In Kafka – Bringing Reliable Stream Processing to a Cold, Dark World, Jakob Homan talks about producers and consumers, with a broker between them. This concept was new at the time, but we saw that it could be used to address some of the issues we were having. If, for example, we had too much data flowing in, we could add more consumers to keep up with the increased load while the broker provided persistence to ensure that data was not lost.
Soon, Kafka had become a core technology for our team, even though—at version 0.6—it lacked many of the bells and whistles we’ve since come to expect from Kafka distributions today.
Two years later, Kafka was still relatively young. As a result, many of the features that you get for free today had to be built from scratch.
Tracking and managing offsets is a good example. Imagine a scenario in which an error occurs in the pipeline. At 11:00 p.m., in this example, the error prevents consumers from inserting records into the database. In the morning when we came in, someone had to manually calculate the Kafka file offset that corresponded to 11:00 p.m. in order to reset the consumer to resume processing from that point once the database error had been resolved.
To help automate this process, one engineer developed a tool that monitored all of our consumers and their offsets so that we could map offsets to a specific timestamp. A second tool was developed that could quickly find the offset in a topic given the timestamp. While these may seem like rudimentary capabilities now, it was revolutionary at the time.

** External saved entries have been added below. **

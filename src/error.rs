//! Error types for the PubNub bridge.

use thiserror::Error;

/// Result type alias for bridge operations
pub type Result<T> = std::result::Result<T, BridgeError>;

/// Error code attached to every failed method-call result.
pub const ERROR_CODE: &str = "ERROR";

/// Main error type for the bridge.
///
/// Precondition failures render the fixed per-operation message that Dart
/// callers match on, so their `Display` output must not change.
#[derive(Error, Debug, Clone, PartialEq, Eq)]
pub enum BridgeError {
    #[error("Wrong PubNub Credentials.")]
    WrongCredentials,

    #[error("Cannot Subscribe.")]
    CannotSubscribe,

    #[error("Cannot Unsubscribe.")]
    CannotUnsubscribe,

    #[error("Cannot Publish.")]
    CannotPublish,

    #[error("Cannot Set State.")]
    CannotSetState,

    #[error("Cannot Get UUID. PubNub Client Not Configured.")]
    ClientNotConfigured,

    #[error("Method not implemented: {method}")]
    NotImplemented { method: String },

    #[error("Serialization error: {message}")]
    SerializationError { message: String },

    #[error("SDK error: {message}")]
    SdkError { message: String },

    #[error("Configuration error: {message}")]
    ConfigurationError { message: String },
}

impl BridgeError {
    pub fn not_implemented(method: impl Into<String>) -> Self {
        Self::NotImplemented {
            method: method.into(),
        }
    }

    pub fn serialization(msg: impl Into<String>) -> Self {
        Self::SerializationError {
            message: msg.into(),
        }
    }

    pub fn sdk(msg: impl Into<String>) -> Self {
        Self::SdkError {
            message: msg.into(),
        }
    }

    pub fn config(msg: impl Into<String>) -> Self {
        Self::ConfigurationError {
            message: msg.into(),
        }
    }

    /// Code reported to the host alongside the message.
    pub fn code(&self) -> &'static str {
        ERROR_CODE
    }

    /// Whether this error is a caller-side precondition failure.
    pub fn is_precondition(&self) -> bool {
        matches!(
            self,
            Self::WrongCredentials
                | Self::CannotSubscribe
                | Self::CannotUnsubscribe
                | Self::CannotPublish
                | Self::CannotSetState
                | Self::ClientNotConfigured
        )
    }
}

impl From<serde_json::Error> for BridgeError {
    fn from(err: serde_json::Error) -> Self {
        Self::serialization(err.to_string())
    }
}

The company was providing games for over 50 million monthly active users. It’s a bit surprising to think of it now, but we were running on a single Kafka broker. Because Kafka 0.6 didn’t have support for clusters, we were running a single instance of Kafka on one machine. Even so, when we added a new columnar database to our architecture, we were able to build a high-performance custom consumer capable of pulling data from Kafka and pushing it to the database, fully saturating the 1 Gbps uplink that we had set up.
You may be wondering how we could sleep at night if we had just one broker running business-critical operations. We didn’t sleep all that restfully until we built a failover system that we named System Z. For this system, two engineers built homegrown replicators that consumed from one Kafka instance and produced into another instance. We used this technology to replicate from our primary instance (P) to our backup instance (B). If the primary instance went down, we could then route the data flow to a standby secondary instance (S). We could then consume new data from the secondary instance and existing data from the backup until the primary was repaired.
As you can imagine, a lot of complex code had to be written to make this work well. Nowadays you don’t have to write your own replicator—even if you want to replicate across datacenters—and Kafka has many more built-in capabilities that support failover and disaster recovery.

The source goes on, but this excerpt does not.